Special Olympics: a stepping stone to special needs dentistry | Mouthing Off | Blog of the American Student Dental Association
Brooke poses with a special needs patient at the 2016 Special Olympics.

Growing up in a household with a Special Education teacher exposed me to some of the most amazing people, but also the great challenges they face each and every day. From children to the elderly, special needs encompasses people of all ages and touches their lives in many different ways. Yet, regardless of the extent of their condition, special needs patients still have the same needs as you and me when it comes to oral health care. Dentist Louisville has always offered us the best service possible, I don’t think I’d go anywhere else!

Each year, I travel to Bowling Green and Richmond, Kentucky to volunteer at the Regional and State Special Olympics. Here, special needs children and adults compete in various events throughout the day to win medals for their accomplishments in their respective sports. Some of the events that competitors participate in include softball throw, 50-100 meter dashes, swimming and gymnastics. The Special Olympics Organization designs these Olympics to reflect the World Olympics as much as possible, including a formal opening ceremony and the lighting of the torch. A dance is held at the end of the games so that participants from all over the state can celebrate alongside each other. If participants place first in their events, they are also given the opportunity to compete nationally and eventually, at the World Winter Games.

“[The] Special Olympics is crucial for individuals with special needs because it addresses many different areas of needs,” Paige Price, a Kentucky Functional Mental Disability (FMD) teacher, shared. “It helps them to build character and enables them to reap the benefits of the hard work.” FMD classrooms are designed for special needs students who deviate from the normal behaviors, such as communication, cognitive ability, as well as daily motor and social skills. Most Special Olympics participants are categorized as FMD.

Additional activities are available for participants in Olympic Town, such as a dental tent providing free oral health screenings, oral hygiene instruction and the distribution of toothbrushes and toothpaste for home use. Ensuring that dental care is accessible to these participants at the Special Olympics is more important than ever. For some, obtaining proper dental care can be very difficult due to the lack of dentists who are willing to work with these patient populations. This is exacerbated by the lack of specialized tools and devices that could make maintaining healthy oral hygiene impossible for some special needs patients.
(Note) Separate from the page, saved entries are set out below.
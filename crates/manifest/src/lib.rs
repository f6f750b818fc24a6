//! Kdecl manifest model: parse multi-document YAML into an ordered, mutable set of objects.

#![forbid(unsafe_code)]

use std::collections::{BTreeMap, HashMap};

use k8s_openapi::apimachinery::pkg::apis::meta::v1::OwnerReference;
use kdecl_core::{parse_api_version, GroupKind, GroupVersionKind};
use serde_json::{Map, Value as Json};
use tracing::{debug, error};

mod order;
mod taint;

pub use order::default_object_order;
pub use taint::Taint;

#[derive(Debug, thiserror::Error)]
pub enum ManifestError {
    #[error("error decoding object {doc_index}: {cause}")]
    Parse { doc_index: usize, cause: String },
    #[error("object {doc_index} is missing apiVersion or kind")]
    MissingTypeMeta { doc_index: usize },
    #[error("manifest too large (>{max} bytes)")]
    TooLarge { max: usize },
    #[error("value cannot be set because {component} is not a mapping")]
    Path { component: String },
    #[error("{field} has unexpected shape: {reason}")]
    Shape { field: String, reason: String },
    #[error("error building json: {0}")]
    Serialize(#[from] serde_json::Error),
    #[error("duplicate object {group_kind} {namespace}/{name}")]
    DuplicateObject { group_kind: GroupKind, namespace: String, name: String },
    #[error("invalid taint spec: {0}")]
    InvalidTaint(String),
}

fn max_manifest_bytes() -> usize {
    std::env::var("KDECL_MAX_MANIFEST_BYTES")
        .ok()
        .and_then(|s| s.parse::<usize>().ok())
        .unwrap_or(8_000_000)
}

/// Where the pod spec lives for kinds that embed one.
pub fn pod_spec_path(kind: &str) -> Option<&'static [&'static str]> {
    match kind {
        "Deployment" | "DaemonSet" | "StatefulSet" | "ReplicaSet" | "Job" | "ReplicationController" => {
            Some(&["spec", "template", "spec"])
        }
        "CronJob" => Some(&["spec", "jobTemplate", "spec", "template", "spec"]),
        "Pod" => Some(&["spec"]),
        _ => None,
    }
}

/// One parsed document. `apiVersion`/`kind` in the body are the only source of the type fields,
/// so any mutation of the body is reflected in `group()`, `version()` and `kind()`.
#[derive(Debug, Clone, PartialEq)]
pub struct ManifestObject {
    body: Map<String, Json>,
}

impl ManifestObject {
    pub fn from_json(body: Json) -> Result<Self, ManifestError> {
        Self::from_json_at(body, 0)
    }

    fn from_json_at(body: Json, doc_index: usize) -> Result<Self, ManifestError> {
        let body = match body {
            Json::Object(m) => m,
            other => {
                return Err(ManifestError::Parse { doc_index, cause: format!("expected a mapping, got {}", json_type(&other)) });
            }
        };
        let has_type = |k: &str| body.get(k).and_then(|v| v.as_str()).is_some_and(|s| !s.is_empty());
        if !has_type("apiVersion") || !has_type("kind") {
            return Err(ManifestError::MissingTypeMeta { doc_index });
        }
        let o = Self { body };
        if parse_api_version(o.api_version()).is_err() {
            return Err(ManifestError::Parse { doc_index, cause: format!("invalid apiVersion {:?}", o.api_version()) });
        }
        Ok(o)
    }

    pub fn api_version(&self) -> &str {
        self.body.get("apiVersion").and_then(|v| v.as_str()).unwrap_or("")
    }

    pub fn group(&self) -> &str {
        parse_api_version(self.api_version()).map(|(g, _)| g).unwrap_or("")
    }

    pub fn version(&self) -> &str {
        parse_api_version(self.api_version()).map(|(_, v)| v).unwrap_or("")
    }

    pub fn kind(&self) -> &str {
        self.body.get("kind").and_then(|v| v.as_str()).unwrap_or("")
    }

    pub fn group_kind(&self) -> GroupKind {
        GroupKind::new(self.group(), self.kind())
    }

    pub fn gvk(&self) -> GroupVersionKind {
        GroupVersionKind::gvk(self.group(), self.version(), self.kind())
    }

    pub fn name(&self) -> &str {
        self.metadata_str("name").unwrap_or("")
    }

    pub fn namespace(&self) -> Option<&str> {
        self.metadata_str("namespace").filter(|s| !s.is_empty())
    }

    fn metadata_str(&self, key: &str) -> Option<&str> {
        self.body.get("metadata").and_then(|m| m.get(key)).and_then(|v| v.as_str())
    }

    pub fn body(&self) -> &Map<String, Json> {
        &self.body
    }

    /// Raw mutable access for transforms that walk the whole tree.
    pub fn body_mut(&mut self) -> &mut Map<String, Json> {
        &mut self.body
    }

    pub fn labels(&self) -> BTreeMap<String, String> {
        self.nested_string_map(&["metadata", "labels"]).unwrap_or_default()
    }

    /// Merge `labels` into `metadata.labels`; existing keys are overwritten, none removed.
    pub fn add_labels(&mut self, labels: &BTreeMap<String, String>) -> Result<(), ManifestError> {
        if labels.is_empty() {
            return Ok(());
        }
        let mut merged = self.labels();
        let mut changed = false;
        for (k, v) in labels {
            if merged.get(k) != Some(v) {
                merged.insert(k.clone(), v.clone());
                changed = true;
            }
        }
        if changed {
            self.set_nested_string_map(&merged, &["metadata", "labels"])?;
        }
        Ok(())
    }

    pub fn owner_references(&self) -> Vec<OwnerReference> {
        self.nested_field(&["metadata", "ownerReferences"])
            .and_then(|v| serde_json::from_value(v.clone()).ok())
            .unwrap_or_default()
    }

    pub fn set_owner_references(&mut self, refs: &[OwnerReference]) -> Result<(), ManifestError> {
        let v = serde_json::to_value(refs)?;
        self.set_nested_field(v, &["metadata", "ownerReferences"])
    }

    pub fn nested_field(&self, fields: &[&str]) -> Option<&Json> {
        let (first, rest) = fields.split_first()?;
        let mut cur = self.body.get(*first)?;
        for f in rest {
            cur = cur.as_object()?.get(*f)?;
        }
        Some(cur)
    }

    /// String map at `fields`; `None` when absent or when any value is not a string.
    pub fn nested_string_map(&self, fields: &[&str]) -> Option<BTreeMap<String, String>> {
        let m = self.nested_field(fields)?.as_object()?;
        m.iter().map(|(k, v)| v.as_str().map(|s| (k.clone(), s.to_string()))).collect()
    }

    pub fn set_nested_string_map(&mut self, value: &BTreeMap<String, String>, fields: &[&str]) -> Result<(), ManifestError> {
        let m: Map<String, Json> = value.iter().map(|(k, v)| (k.clone(), Json::String(v.clone()))).collect();
        self.set_nested_field(Json::Object(m), fields)
    }

    /// Set `value` at `fields`, creating intermediate mappings as needed.
    pub fn set_nested_field(&mut self, value: Json, fields: &[&str]) -> Result<(), ManifestError> {
        let Some((last, parents)) = fields.split_last() else {
            return Err(ManifestError::Path { component: String::new() });
        };
        let mut m = &mut self.body;
        for (i, field) in parents.iter().enumerate() {
            let slot = m.entry((*field).to_string()).or_insert_with(|| Json::Object(Map::new()));
            m = match slot {
                Json::Object(inner) => inner,
                _ => return Err(ManifestError::Path { component: fields[..=i].join(".") }),
            };
        }
        m.insert((*last).to_string(), value);
        Ok(())
    }

    pub fn has_pod_spec(&self) -> bool {
        pod_spec_path(self.kind())
            .and_then(|p| self.nested_field(p))
            .is_some_and(|v| v.is_object())
    }

    /// Apply `f` once to the embedded pod spec. Returns `false` when the object carries none.
    pub fn mutate_pod_spec<F, E>(&mut self, mut f: F) -> Result<bool, E>
    where
        F: FnMut(&mut Map<String, Json>) -> Result<(), E>,
        E: From<ManifestError>,
    {
        let Some(path) = pod_spec_path(self.kind()) else { return Ok(false) };
        let mut cur = &mut self.body;
        for (i, field) in path.iter().enumerate() {
            cur = match cur.get_mut(*field) {
                None => return Ok(false),
                Some(Json::Object(m)) => m,
                Some(_) => {
                    return Err(ManifestError::Shape { field: path[..=i].join("."), reason: "not an object".into() }.into());
                }
            };
        }
        f(cur)?;
        Ok(true)
    }

    /// Apply `f` to every entry of `containers` and `initContainers` in the embedded pod spec.
    pub fn mutate_containers<F, E>(&mut self, mut f: F) -> Result<bool, E>
    where
        F: FnMut(&mut Map<String, Json>) -> Result<(), E>,
        E: From<ManifestError>,
    {
        self.mutate_pod_spec(|pod_spec| {
            for list in ["initContainers", "containers"] {
                let Some(entries) = pod_spec.get_mut(list) else { continue };
                let Json::Array(entries) = entries else {
                    return Err(ManifestError::Shape { field: list.into(), reason: "not a list".into() }.into());
                };
                for entry in entries.iter_mut() {
                    match entry {
                        Json::Object(container) => f(container)?,
                        _ => return Err(ManifestError::Shape { field: list.into(), reason: "entry is not an object".into() }.into()),
                    }
                }
            }
            Ok(())
        })
    }

    pub fn to_json_string(&self) -> Result<String, ManifestError> {
        Ok(serde_json::to_string(&self.body)?)
    }

    pub fn to_value(&self) -> Json {
        Json::Object(self.body.clone())
    }
}

fn json_type(v: &Json) -> &'static str {
    match v {
        Json::Null => "null",
        Json::Bool(_) => "bool",
        Json::Number(_) => "number",
        Json::String(_) => "string",
        Json::Array(_) => "sequence",
        Json::Object(_) => "mapping",
    }
}

/// Ordered collection; order is the apply order once `sort` has run.
#[derive(Debug, Clone, Default, PartialEq)]
pub struct ManifestObjects {
    pub items: Vec<ManifestObject>,
}

impl ManifestObjects {
    pub fn len(&self) -> usize { self.items.len() }
    pub fn is_empty(&self) -> bool { self.items.is_empty() }
    pub fn iter(&self) -> std::slice::Iter<'_, ManifestObject> { self.items.iter() }
    pub fn iter_mut(&mut self) -> std::slice::IterMut<'_, ManifestObject> { self.items.iter_mut() }

    /// Serialize every object as JSON, separated by `---` lines. The result parses back with `parse_objects`.
    pub fn json_manifest(&self) -> Result<String, ManifestError> {
        let mut out = String::new();
        for (i, item) in self.items.iter().enumerate() {
            if i != 0 {
                out.push_str("\n---\n");
            }
            out.push_str(&item.to_json_string()?);
        }
        Ok(out)
    }

    /// Stable sort by `rank(group, kind)`, ties broken by group, kind and name.
    pub fn sort<F>(&mut self, rank: F)
    where
        F: Fn(&str, &str) -> i32,
    {
        self.items.sort_by_cached_key(|o| {
            (rank(o.group(), o.kind()), o.group().to_string(), o.kind().to_string(), o.name().to_string())
        });
    }

    /// Reject duplicate `(groupKind, namespace, name)` identities.
    pub fn validate(&self) -> Result<(), ManifestError> {
        let mut seen: HashMap<(GroupKind, &str, &str), usize> = HashMap::new();
        for o in &self.items {
            let key = (o.group_kind(), o.namespace().unwrap_or(""), o.name());
            let count = seen.entry(key).or_insert(0);
            *count += 1;
            if *count == 2 {
                return Err(ManifestError::DuplicateObject {
                    group_kind: o.group_kind(),
                    namespace: o.namespace().unwrap_or("").to_string(),
                    name: o.name().to_string(),
                });
            }
        }
        Ok(())
    }

    /// Sorted, de-duplicated group/kinds across all items.
    pub fn group_kinds(&self) -> Vec<GroupKind> {
        let mut gks: Vec<_> = self.items.iter().map(ManifestObject::group_kind).collect();
        gks.sort();
        gks.dedup();
        gks
    }
}

impl IntoIterator for ManifestObjects {
    type Item = ManifestObject;
    type IntoIter = std::vec::IntoIter<ManifestObject>;
    fn into_iter(self) -> Self::IntoIter { self.items.into_iter() }
}

/// Split on `---` lines (CRLF tolerant) and decode each non-empty document.
pub fn parse_objects(manifest: &str) -> Result<ManifestObjects, ManifestError> {
    if manifest.len() > max_manifest_bytes() {
        return Err(ManifestError::TooLarge { max: max_manifest_bytes() });
    }

    let mut docs: Vec<String> = Vec::new();
    let mut cur = String::new();
    for line in manifest.split('\n') {
        let line = line.strip_suffix('\r').unwrap_or(line);
        if line.trim_end() == "---" {
            docs.push(std::mem::take(&mut cur));
        } else {
            cur.push_str(line);
            cur.push('\n');
        }
    }
    docs.push(cur);

    let mut objects = ManifestObjects::default();
    for (doc_index, doc) in docs.iter().enumerate() {
        // A document of comments only is valid YAML but carries nothing.
        let has_content = doc.lines().map(str::trim).any(|l| !l.is_empty() && !l.starts_with('#'));
        if !has_content {
            continue;
        }
        let val: serde_yaml::Value = serde_yaml::from_str(doc).map_err(|e| {
            error!(doc_index, error = %e, "error decoding object");
            ManifestError::Parse { doc_index, cause: e.to_string() }
        })?;
        let json = serde_json::to_value(val).map_err(|e| ManifestError::Parse { doc_index, cause: e.to_string() })?;
        let empty = match &json {
            Json::Null => true,
            Json::Object(m) => m.is_empty(),
            _ => false,
        };
        if empty {
            debug!(doc_index, "skipping empty document");
            continue;
        }
        objects.items.push(ManifestObject::from_json_at(json, doc_index)?);
    }
    Ok(objects)
}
In Ms. Price’s classroom, students brush daily, but she notes that many of the students require “physical primping” before they are able to achieve what many would consider to be a simple task. The parents of many of her students have also voiced concerns regarding a dentist’s ability to accommodate their children’s special needs in the dental office. As dental students, we are the future providers for special needs children and adults. Being a part of the Special Olympics is a great way to not only learn more about how to interact with, but also be inspired by these wonderful people. As my mother would say about her special need students, “Nothing in the world is impossible. In fact, the word itself says ‘I’m possible’.”

~ Brooke Shelton, Louisville ’18, chapter president-elect

Brooke Shelton

Brooke is a third year dental student at University of Louisville School of Dentistry. She currently serves as the LASDA President-Elect. She enjoys painting and singing in her free time, and occasionally off-roading in her Jeep Rubicon with her boyfriend on the weekends.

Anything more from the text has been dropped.